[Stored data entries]
++++++++++++++++++++
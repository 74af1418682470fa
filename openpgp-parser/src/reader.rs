//! The `ByteSource` abstraction: a single stream shared across an
//! entire packet sequence, whose framing mode is armed by the
//! dispatcher before each packet's body is read and reset once the
//! packet is fully consumed.
//!
//! Unlike [`buffered_reader::BufferedReader`], which only knows how to
//! fetch and consume raw bytes, `ByteSource` additionally understands
//! the two streaming body conventions old/new-format framing can
//! produce: block mode (read until the underlying stream's own EOF)
//! and partial-body mode (a sequence of power-of-two chunks whose
//! final chunk is introduced by a definite or zero length). Ordinary
//! definite-length bodies don't need reader-level support at all: the
//! payload decoders self-limit against an explicit byte budget (see
//! [`crate::mpi::Mpi::parse`]), so the reader only ever needs to know
//! how to find each body's *end*, not how to bound reads inside it.

use std::io::{self, Write};

use buffered_reader::BufferedReader;

use crate::error::Result;
use crate::length::{read_new_format_length, BodyLength};

/// The framing mode a [`Reader`] is currently armed with.
#[derive(Debug, Clone, Copy, PartialEq, Eq)]
enum Mode {
    /// No special framing: the body is definite-length and the
    /// decoder is responsible for its own byte budget.
    Normal,
    /// A definite-length body being read through the mode-aware
    /// `get_or_fail`/`copy_*` interface rather than the budget-counter
    /// discipline, so its logical end can be reported the same way
    /// `Block`/`Partial` report theirs. Used for the streamed packet
    /// types (Literal/Compressed/Encrypted) so callers don't need to
    /// special-case the definite-length case.
    Bounded { remaining: u64 },
    /// Old-format indeterminate length: read until the underlying
    /// stream reports EOF.
    Block,
    /// The same read-until-EOF behavior as `Block`, but worn by an
    /// old-format indeterminate-length Compressed Data packet, which
    /// must report [`Reader::in_block_mode`] as `false` even though it
    /// behaves identically otherwise. GnuPG's own parser carries this
    /// same asymmetry: a compressed packet's "indeterminate length" is
    /// a consequence of the codec needing to read to EOF, not a
    /// framing choice the packet itself made.
    CompressedIndeterminate,
    /// New-format partial-body length: `remaining_in_chunk` bytes are
    /// left in the current chunk; when it reaches zero a new chunk
    /// header is read, which may itself be the final (definite-length)
    /// chunk.
    Partial {
        remaining_in_chunk: usize,
        final_chunk: bool,
    },
}

/// The shared, mode-aware byte source threaded through an entire
/// packet sequence.
///
/// A `Reader` wraps exactly one underlying [`BufferedReader`]; the
/// dispatcher arms its mode via [`Reader::set_block_mode`] /
/// [`Reader::set_partial_block_mode`] immediately before handing
/// control to a payload decoder or to the caller (for streamed
/// bodies), and disarms it (back to [`Mode::Normal`]) once the
/// packet's body has been fully consumed.
pub struct Reader<'a> {
    inner: Box<dyn BufferedReader<()> + 'a>,
    mode: Mode,
}

impl<'a> Reader<'a> {
    /// Wraps `inner` in normal (unframed) mode.
    pub fn new(inner: Box<dyn BufferedReader<()> + 'a>) -> Self {
        Reader { inner, mode: Mode::Normal }
    }

    /// Arms old-format indeterminate-length framing.
    ///
    /// `compressed` distinguishes the Compressed Data exception
    /// (see [`Mode::CompressedIndeterminate`]) from ordinary block
    /// mode; it only affects what [`Reader::in_block_mode`] reports.
    pub fn set_block_mode(&mut self, compressed: bool) {
        self.mode = if compressed {
            Mode::CompressedIndeterminate
        } else {
            Mode::Block
        };
    }

    /// Arms new-format partial-body-length framing, given the first
    /// chunk's size (as decoded from the packet header).
    pub fn set_partial_block_mode(&mut self, first_chunk: usize) {
        self.mode = Mode::Partial { remaining_in_chunk: first_chunk, final_chunk: false };
    }

    /// Arms definite-length framing for the mode-aware interface (see
    /// [`Mode::Bounded`]).
    pub fn set_bounded_mode(&mut self, length: u64) {
        self.mode = Mode::Bounded { remaining: length };
    }

    /// Disarms any special framing, returning to [`Mode::Normal`].
    pub fn set_normal_mode(&mut self) {
        self.mode = Mode::Normal;
    }

    /// Whether the reader is in block mode — old-format indeterminate
    /// length, `compressed: false`. Always `false` in
    /// [`Mode::CompressedIndeterminate`], by design (see that
    /// variant's doc comment).
    pub fn in_block_mode(&self) -> bool {
        matches!(self.mode, Mode::Block)
    }

    /// Whether the reader is in partial-body-length mode.
    pub fn in_partial_mode(&self) -> bool {
        matches!(self.mode, Mode::Partial { .. })
    }

    /// The number of bytes consumed from the underlying stream so far.
    pub fn tell(&self) -> u64 {
        self.inner.position()
    }

    /// Reads and consumes one byte, honoring the current framing mode
    /// (crossing chunk boundaries transparently in partial-body mode).
    /// Returns `Ok(None)` at the logical end of the current body
    /// (stream EOF in block mode, or the final chunk's end in partial
    /// mode); never returns `Ok(None)` in [`Mode::Normal`] — normal
    /// mode has no logical end of its own, only `Err` on stream EOF.
    pub fn get_or_fail(&mut self) -> Result<Option<u8>> {
        loop {
            match self.mode {
                Mode::Normal => return Ok(Some(self.inner.get()?)),
                Mode::Bounded { ref mut remaining } => {
                    if *remaining == 0 {
                        return Ok(None);
                    }
                    let byte = self.inner.get()?;
                    if let Mode::Bounded { remaining } = &mut self.mode {
                        *remaining -= 1;
                    }
                    return Ok(Some(byte));
                }
                Mode::Block | Mode::CompressedIndeterminate => {
                    return if self.inner.data_eof()?.is_empty() {
                        Ok(None)
                    } else {
                        Ok(Some(self.inner.get()?))
                    };
                }
                Mode::Partial { ref mut remaining_in_chunk, final_chunk } => {
                    if *remaining_in_chunk == 0 {
                        if final_chunk {
                            return Ok(None);
                        }
                        match read_new_format_length(&mut *self.inner)?.0 {
                            BodyLength::Definite(n) => {
                                self.mode = Mode::Partial {
                                    remaining_in_chunk: n as usize,
                                    final_chunk: true,
                                };
                            }
                            BodyLength::Partial(n) => {
                                self.mode = Mode::Partial {
                                    remaining_in_chunk: n,
                                    final_chunk: false,
                                };
                            }
                            BodyLength::Indeterminate => {
                                return Err(crate::error::Error::invalid(
                                    "indeterminate length inside a partial-body chunk",
                                ));
                            }
                        }
                        continue;
                    }
                    let byte = self.inner.get()?;
                    if let Mode::Partial { remaining_in_chunk, .. } = &mut self.mode {
                        *remaining_in_chunk -= 1;
                    }
                    return Ok(Some(byte));
                }
            }
        }
    }

    /// Like [`Reader::get_or_fail`], but surfaces end-of-body as an
    /// error rather than `Ok(None)`; the common case for decoders that
    /// always expect more bytes.
    pub fn get(&mut self) -> Result<u8> {
        self.get_or_fail()?.ok_or_else(|| {
            crate::error::Error::invalid("unexpected end of packet body")
        })
    }

    /// Copies every remaining byte of the current body to `sink`.
    ///
    /// Used to drain a streamed body (Literal/Compressed/Encrypted)
    /// the caller doesn't want to inspect, and by
    /// [`crate::dispatch::PacketDispatcher::copy_all`].
    pub fn copy_all(&mut self, sink: &mut dyn Write) -> Result<u64> {
        let mut n = 0u64;
        while let Some(byte) = self.get_or_fail()? {
            sink.write_all(&[byte]).map_err(crate::error::Error::WriteError)?;
            n += 1;
        }
        Ok(n)
    }

    /// Copies up to `limit` bytes of the current body to `sink`,
    /// stopping early (without error) if the body ends first.
    pub fn copy_some(&mut self, sink: &mut dyn Write, limit: u64) -> Result<u64> {
        let mut n = 0u64;
        while n < limit {
            match self.get_or_fail()? {
                Some(byte) => {
                    sink.write_all(&[byte]).map_err(crate::error::Error::WriteError)?;
                    n += 1;
                }
                None => break,
            }
        }
        Ok(n)
    }

    /// Discards every remaining byte of the current body without
    /// copying it anywhere.
    pub fn drain(&mut self) -> Result<u64> {
        self.copy_some(&mut io::sink(), u64::MAX)
    }

    /// Reads a definite number of bytes verbatim, ignoring framing
    /// mode (used for bodies whose exact length is already known, such
    /// as a definite-length body read directly off the underlying
    /// stream rather than through chunked framing).
    pub fn read_exact(&mut self, len: usize) -> Result<Vec<u8>> {
        Ok(self.inner.data_consume_hard(len)?[..len].to_vec())
    }

    /// Reads a big-endian `u16` off the underlying stream, ignoring
    /// framing mode.
    pub fn read_be_u16(&mut self) -> Result<u16> {
        Ok(self.inner.read_be_u16()?)
    }

    /// Reads a big-endian `u32` off the underlying stream, ignoring
    /// framing mode.
    pub fn read_be_u32(&mut self) -> Result<u32> {
        Ok(self.inner.read_be_u32()?)
    }

    /// Grants a decoder direct, budget-checked access to the
    /// underlying [`BufferedReader`] for definite-length bodies, where
    /// no chunk/EOF bookkeeping is needed.
    pub fn inner_mut(&mut self) -> &mut dyn BufferedReader<()> {
        &mut *self.inner
    }
}

impl<'a> std::fmt::Debug for Reader<'a> {
    fn fmt(&self, f: &mut std::fmt::Formatter) -> std::fmt::Result {
        f.debug_struct("Reader")
            .field("mode", &self.mode)
            .field("position", &self.inner.position())
            .finish()
    }
}

#[cfg(test)]
mod tests {
    use super::*;
    use buffered_reader::Memory;

    #[test]
    fn block_mode_reads_to_eof() {
        let mem = Memory::new(b"abc");
        let mut r = Reader::new(Box::new(mem));
        r.set_block_mode(false);
        assert!(r.in_block_mode());
        let mut out = Vec::new();
        r.copy_all(&mut out).unwrap();
        assert_eq!(out, b"abc");
    }

    #[test]
    fn compressed_indeterminate_is_not_block_mode() {
        let mem = Memory::new(b"abc");
        let mut r = Reader::new(Box::new(mem));
        r.set_block_mode(true);
        assert!(!r.in_block_mode());
        let mut out = Vec::new();
        r.copy_all(&mut out).unwrap();
        assert_eq!(out, b"abc");
    }

    #[test]
    fn partial_mode_joins_chunks() {
        // First chunk: 2 bytes ("ab"). Continuation header: definite
        // length 1, final chunk "c".
        let mem = Memory::new(b"ab\x01c");
        let mut r = Reader::new(Box::new(mem));
        r.set_partial_block_mode(2);
        let mut out = Vec::new();
        r.copy_all(&mut out).unwrap();
        assert_eq!(out, b"abc");
    }
}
++++++++++++++++++++
*Task prompt*
Wherever the line holding "definite-length bodies, where" falls in the entries above, copy exactly from it through the line holding "Continuation header: definite", inclusive, and add nothing.

*Exercise output*
    /// underlying [`BufferedReader`] for definite-length bodies, where
    /// no chunk/EOF bookkeeping is needed.
    pub fn inner_mut(&mut self) -> &mut dyn BufferedReader<()> {
        &mut *self.inner
    }
}

impl<'a> std::fmt::Debug for Reader<'a> {
    fn fmt(&self, f: &mut std::fmt::Formatter) -> std::fmt::Result {
        f.debug_struct("Reader")
            .field("mode", &self.mode)
            .field("position", &self.inner.position())
            .finish()
    }
}

#[cfg(test)]
mod tests {
    use super::*;
    use buffered_reader::Memory;

    #[test]
    fn block_mode_reads_to_eof() {
        let mem = Memory::new(b"abc");
        let mut r = Reader::new(Box::new(mem));
        r.set_block_mode(false);
        assert!(r.in_block_mode());
        let mut out = Vec::new();
        r.copy_all(&mut out).unwrap();
        assert_eq!(out, b"abc");
    }

    #[test]
    fn compressed_indeterminate_is_not_block_mode() {
        let mem = Memory::new(b"abc");
        let mut r = Reader::new(Box::new(mem));
        r.set_block_mode(true);
        assert!(!r.in_block_mode());
        let mut out = Vec::new();
        r.copy_all(&mut out).unwrap();
        assert_eq!(out, b"abc");
    }

    #[test]
    fn partial_mode_joins_chunks() {
        // First chunk: 2 bytes ("ab"). Continuation header: definite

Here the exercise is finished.